Digitale Kneipengespräche

Aber wie ist das jetzt mit der Begegnung mit dem Publikum, dem so vermisste Austausch? Auch dazu gibt es schon viele Ideen, eine davon: Livestreams nach den Filmen aus den Kinos, bei denen die Zuschauer dann auch Fragen stellen können.
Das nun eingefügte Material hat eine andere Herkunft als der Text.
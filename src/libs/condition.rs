//! Deferred filter predicates and the rules for merging them.
//!
//! [`Conditionals`] is a tree of comparisons joined by a single [`Logic`]
//! combinator. Raw caller filters (a JSON object) are interpreted through a
//! [`ParamLogic`], which decides between `LIKE` and exact matching and which
//! keys to skip. Nothing here touches the database; SQL rendering lives in
//! [`crate::db::records`].

use super::error::FieldErrors;
use serde_json::{Map, Value};
use std::fmt;

#[derive(Debug, Clone, Copy, PartialEq, Eq, Default)]
pub enum Logic {
    #[default]
    And,
    Or,
}

impl Logic {
    pub fn parse(value: &str) -> Option<Logic> {
        match value.to_ascii_lowercase().as_str() {
            "and" => Some(Logic::And),
            "or" => Some(Logic::Or),
            _ => None,
        }
    }

    pub fn keyword(&self) -> &'static str {
        match self {
            Logic::And => "AND",
            Logic::Or => "OR",
        }
    }
}

impl fmt::Display for Logic {
    fn fmt(&self, f: &mut fmt::Formatter<'_>) -> fmt::Result {
        f.write_str(&self.keyword().to_ascii_lowercase())
    }
}

#[derive(Debug, Clone, Copy, PartialEq, Eq)]
pub enum Operator {
    Eq,
    Ne,
    Gt,
    Gte,
    Lt,
    Lte,
    Like,
    In,
    NotIn,
    Null,
    NotNull,
}

impl Operator {
    pub fn parse(value: &str) -> Option<Operator> {
        let op = match value.to_ascii_lowercase().as_str() {
            "=" | "eq" => Operator::Eq,
            "!=" | "<>" | "ne" => Operator::Ne,
            ">" | "gt" => Operator::Gt,
            ">=" | "gte" => Operator::Gte,
            "<" | "lt" => Operator::Lt,
            "<=" | "lte" => Operator::Lte,
            "like" => Operator::Like,
            "in" => Operator::In,
            "not_in" | "not in" => Operator::NotIn,
            "null" | "is_null" => Operator::Null,
            "not_null" | "is_not_null" => Operator::NotNull,
            _ => return None,
        };
        Some(op)
    }
}

#[derive(Debug, Clone, PartialEq)]
pub enum Predicate {
    Compare { field: String, op: Operator, value: Value },
    Group(Conditionals),
}

/// A set of predicates joined by one combinator.
#[derive(Debug, Clone, PartialEq, Default)]
pub struct Conditionals {
    logic: Logic,
    predicates: Vec<Predicate>,
}

impl Conditionals {
    pub fn new(logic: Logic) -> Self {
        Self {
            logic,
            predicates: Vec::new(),
        }
    }

    pub fn and() -> Self {
        Self::new(Logic::And)
    }

    pub fn or() -> Self {
        Self::new(Logic::Or)
    }

    pub fn where_eq(self, field: impl Into<String>, value: impl Into<Value>) -> Self {
        self.where_op(field, Operator::Eq, value)
    }

    pub fn where_op(mut self, field: impl Into<String>, op: Operator, value: impl Into<Value>) -> Self {
        self.predicates.push(Predicate::Compare {
            field: field.into(),
            op,
            value: value.into(),
        });
        self
    }

    pub fn where_group(mut self, group: Conditionals) -> Self {
        if !group.is_empty() {
            self.predicates.push(Predicate::Group(group));
        }
        self
    }

    pub fn logic(&self) -> Logic {
        self.logic
    }

    pub fn predicates(&self) -> &[Predicate] {
        &self.predicates
    }

    pub fn is_empty(&self) -> bool {
        self.predicates.is_empty()
    }

    /// Combines two predicate sets under `logic` without mutating either.
    ///
    /// Operands that already use `logic` (or hold a single predicate) are
    /// inlined, anything else is nested as a group. That keeps
    /// `a.merge(b).merge(c)` structurally equal to `a.merge(b.merge(c))`.
    pub fn merge(&self, other: &Conditionals, logic: Logic) -> Conditionals {
        let mut predicates = Vec::with_capacity(self.predicates.len() + other.predicates.len());
        self.flatten_into(logic, &mut predicates);
        other.flatten_into(logic, &mut predicates);
        Conditionals { logic, predicates }
    }

    fn flatten_into(&self, logic: Logic, out: &mut Vec<Predicate>) {
        if self.logic == logic || self.predicates.len() <= 1 {
            out.extend(self.predicates.iter().cloned());
        } else {
            out.push(Predicate::Group(self.clone()));
        }
    }

    /// Field names referenced anywhere in the tree.
    pub fn fields(&self) -> Vec<&str> {
        let mut fields = Vec::new();
        for predicate in &self.predicates {
            match predicate {
                Predicate::Compare { field, .. } => fields.push(field.as_str()),
                Predicate::Group(group) => fields.extend(group.fields()),
            }
        }
        fields
    }

    /// Interprets raw caller filters.
    ///
    /// - `null` matches `IS NULL`, arrays match `IN`
    /// - `{"op": ">=", "value": 3}` selects an operator explicitly
    /// - `and` / `or` keys holding an object open a nested group
    /// - strings match with `LIKE %value%` unless the key is exact
    pub fn from_params(params: &Map<String, Value>, logic: &ParamLogic) -> Result<Conditionals, FieldErrors> {
        let mut conditionals = Conditionals::new(logic.logic);
        let mut errors = FieldErrors::new();

        for (key, value) in params {
            if logic.ignores(key) {
                continue;
            }

            if let Some(group_logic) = Logic::parse(key) {
                match value {
                    Value::Object(nested) => {
                        let nested_logic = ParamLogic {
                            logic: group_logic,
                            ..logic.clone()
                        };
                        match Conditionals::from_params(nested, &nested_logic) {
                            Ok(group) => conditionals = conditionals.where_group(group),
                            Err(nested_errors) => errors.extend(nested_errors),
                        }
                    }
                    _ => errors.add(key.as_str(), "must be an object of conditions"),
                }
                continue;
            }

            let (op, value) = match value {
                Value::Null => (Operator::Null, Value::Null),
                Value::Array(_) => (Operator::In, value.clone()),
                Value::Object(operand) => {
                    let op = operand.get("op").or_else(|| operand.get("operator")).and_then(Value::as_str);
                    match op.and_then(Operator::parse) {
                        Some(op) => (op, operand.get("value").cloned().unwrap_or(Value::Null)),
                        None => {
                            errors.add(key.as_str(), "requires a known `op`");
                            continue;
                        }
                    }
                }
                Value::String(text) => {
                    if text.is_empty() && logic.skips_empty() {
                        continue;
                    }
                    if logic.match_value_in_like && !logic.is_exact(key) {
                        (Operator::Like, Value::String(format!("%{}%", escape_like(text))))
                    } else {
                        (Operator::Eq, value.clone())
                    }
                }
                _ => (Operator::Eq, value.clone()),
            };

            conditionals = conditionals.where_op(key.as_str(), op, value);
        }

        if errors.is_empty() {
            Ok(conditionals)
        } else {
            Err(errors)
        }
    }
}

/// Escapes `LIKE` wildcards so `text` matches literally under `ESCAPE '\'`.
pub fn escape_like(text: &str) -> String {
    let mut escaped = String::with_capacity(text.len());
    for c in text.chars() {
        if matches!(c, '%' | '_' | '\\') {
            escaped.push('\\');
        }
        escaped.push(c);
    }
    escaped
}

#[derive(Debug, Clone, PartialEq, Eq)]
pub enum ParamOption {
    /// Always compare this key with `=`.
    Exact(String),
    /// Drop this key from raw filters.
    Ignore(String),
    /// Drop keys whose value is an empty string.
    SkipEmpty,
}

/// How raw filter mappings are interpreted and combined.
#[derive(Debug, Clone, PartialEq, Eq)]
pub struct ParamLogic {
    pub logic: Logic,
    pub match_value_in_like: bool,
    pub extra_options: Vec<ParamOption>,
}

impl Default for ParamLogic {
    fn default() -> Self {
        Self {
            logic: Logic::And,
            match_value_in_like: true,
            extra_options: Vec::new(),
        }
    }
}

impl ParamLogic {
    pub fn new(logic: Logic, match_value_in_like: bool, extra_options: Vec<ParamOption>) -> Self {
        Self {
            logic,
            match_value_in_like,
            extra_options,
        }
    }

    fn is_exact(&self, key: &str) -> bool {
        key == "id" || key.ends_with("_id") || self.extra_options.iter().any(|option| matches!(option, ParamOption::Exact(field) if field == key))
    }

    fn ignores(&self, key: &str) -> bool {
        self.extra_options.iter().any(|option| matches!(option, ParamOption::Ignore(field) if field == key))
    }

    fn skips_empty(&self) -> bool {
        self.extra_options.contains(&ParamOption::SkipEmpty)
    }
}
"Wobei ich mir das weniger so vorstelle wie die klassischen Kinogespräche", sagt Thomas Dorow, "sondern eher wie ein Kneipengespräch nach dem Film. Dazu haben wir ja alle keine Möglichkeit zurzeit."

Der Indie-Kino-Club läuft gut an – reich werde man davon nicht, aber vor Kurzem konnte sie allen Kinos schonmal 100 Euro auszahlen, erzählt Hendrike Bake. Und auch viele Festivals haben sich schon gemeldet. Das arabische "Alfilmfestival" nächsten Monat ist zum Beispiel exklusiv im Indiekino-Club zu sehen. Und wenn die Pandemie dann irgendwann mal den Würgegriff lockert, bekommt man als Clubmitglied immer noch vergünstigten Eintritt in den teilnehmenden Kinos. Die Streamingplattform soll dann trotzdem bleiben, sagt Hendrike Bake. "Wir können uns auch gut vorstellen, dass sich die Schwerpunkte ändern, dass wir versuchen das aktuelle Kinoprogramm zu begleiten." Oder auch: Die vielen Festivals, die schon letztes Jahr auf Hybridveranstaltungen gesetzt haben. Auch da hat es sich etabliert, das Programm im Kino mit Online-Streams zu ergänzen. Interesse angemeldet haben unter anderem schon das "Human Right Film Festival" oder das "Achtung Berlin"-Festival. "Wir sehen da auf jeden Fall eine Möglichkeit, wie man diese Plattform auch nach der Pandemie weiter gut nutzen kann."